一种融合裁剪与量化的模型压缩方法及系统,该方法包括:基于待压缩模型生成超网络(S3);对超网络进行训练,生成待压缩模型的第一权重参数空间(S4);对第一权重参数空间量化,形成第二权重参数空间(S5);在第二权重参数空间中进行模型裁剪以及压缩后模型的精度评估,获取压缩后的最优模型(S6)。该系统包括:超网络生成模块、训练模块、量化模块以及裁剪模块。通过该方法和系统,能够将模型裁剪与模型量化融合起来,有效处理在模型低bit量化时不同模型结构对量化结果产生的重要影响,最终获取到在裁剪和量化维度上自适应优化的深度压缩模型。

Description

一种融合裁剪与量化的模型压缩方法及系统
本申请要求于2020年6月18日提交中国专利局、申请号为CN202010558278.6、发明名称为“一种融合裁剪与量化的模型压缩方法及系统”的中国专利申请的优先权,其全部内容通过引用结合在本申请中。
技术领域
本申请涉及神经网络模型深度压缩技术领域,特别是涉及一种融合裁剪与量化的模型压缩方法及系统。
背景技术
随着深度学习技术的发展,神经网络模型被设计的越来越复杂,随之带来的问题是这些复杂模型难以部署到内存、带宽等资源受限的硬件平台或移动设备中。而且,对于一些如在线学习、增量学习以及自动驾驶的实时应用来说,计算量、参数量高达数千万或上亿的复杂模型很难满足时间上的实时要求。因此,模型压缩成为深度学习应用加速的一大重要目标。如何进行模型压缩,从而有效降低参数冗余,减少存储占用、通信带宽及计算复杂度,同时降低模型应用阶段的延迟,是加快深度学习的应用部署和发展的重要技术问题。

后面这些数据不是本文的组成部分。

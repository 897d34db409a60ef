// Copyright 2024 the bcp developers
//
// Permission is hereby granted, free of charge, to any person obtaining a copy of
// this software and associated documentation files (the "Software"), to deal in
// the Software without restriction, including without limitation the rights to
// use, copy, modify, merge, publish, distribute, sublicense, and/or sell copies of
// the Software, and to permit persons to whom the Software is furnished to do so,
// subject to the following conditions:
//
// The above copyright notice and this permission notice shall be included in all
// copies or substantial portions of the Software.
//
// THE SOFTWARE IS PROVIDED "AS IS", WITHOUT WARRANTY OF ANY KIND, EXPRESS OR
// IMPLIED, INCLUDING BUT NOT LIMITED TO THE WARRANTIES OF MERCHANTABILITY, FITNESS
// FOR A PARTICULAR PURPOSE AND NONINFRINGEMENT. IN NO EVENT SHALL THE AUTHORS OR
// COPYRIGHT HOLDERS BE LIABLE FOR ANY CLAIM, DAMAGES OR OTHER LIABILITY, WHETHER
// IN AN ACTION OF CONTRACT, TORT OR OTHERWISE, ARISING FROM, OUT OF OR IN
// CONNECTION WITH THE SOFTWARE OR THE USE OR OTHER DEALINGS IN THE SOFTWARE.

//! This module provides the stock node selectors.

use crate::{NodeId, NodeSelector, Result, Tree};

/// _This is the default node selector._ It plunges into the children of the
/// focus node while there are any (then its siblings), and falls back to the
/// open leaf with the best lower bound. Plunging keeps the LP warm starts
/// cheap; the best-bound fallback keeps the global dual bound moving.
#[derive(Debug, Default, Copy, Clone)]
pub struct BestBoundSelector;

impl BestBoundSelector {
    pub fn new() -> Self {
        BestBoundSelector
    }
}

impl NodeSelector for BestBoundSelector {
    fn name(&self) -> &str {
        "bestbound"
    }

    fn select(&mut self, tree: &mut Tree) -> Result<Option<NodeId>> {
        if let Some(child) = tree.best_child() {
            return Ok(Some(child));
        }
        if let Some(sibling) = tree.best_sibling() {
            return Ok(Some(sibling));
        }
        Ok(tree.peek_best_leaf())
    }
}

/// A depth-first selector: children first, then siblings, and only when the
/// plunge is exhausted an open leaf. Useful when feasible solutions are deep
/// and memory is tight.
#[derive(Debug, Default, Copy, Clone)]
pub struct DepthFirstSelector;

impl DepthFirstSelector {
    pub fn new() -> Self {
        DepthFirstSelector
    }
}

impl NodeSelector for DepthFirstSelector {
    fn name(&self) -> &str {
        "dfs"
    }

    fn select(&mut self, tree: &mut Tree) -> Result<Option<NodeId>> {
        // take the most recently created child; the plunge should reach a
        // feasible leaf quickly
        if let Some(&child) = tree.children().last() {
            return Ok(Some(child));
        }
        if let Some(&sibling) = tree.siblings().last() {
            return Ok(Some(sibling));
        }
        Ok(tree.peek_best_leaf())
    }
}

// ############################################################################
// #### TESTS #################################################################
// ############################################################################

目前CNN(Convolutional Neural Networks,卷积神经网络)模型压缩的方法,通常是采用裁剪与量化方法。具体地,先融合全精度参数空间完成模型的裁剪,然后对裁剪后的固定模型参数进行低bit(binary digit,比特)量化,从而实现模型压缩。
然而,目前的CNN模型压缩方法,由于模型裁剪和量化是先后分开执行的,模型压缩过程相对独立,没有考虑到量化与模型结构之间的相互影响。某些情况下,模型中特定层的channel(通道)数值的设置会极大影响到量化结果,从而导致模型压缩空间受限,进而导致模型压缩精度不够高,模型压缩效果不够好。
发明内容
本申请提供了一种融合裁剪与量化的模型压缩方法及系统,以解决现有技术中的压缩方法使得模型压缩精度不够高以及模型压缩效果不够好的问题。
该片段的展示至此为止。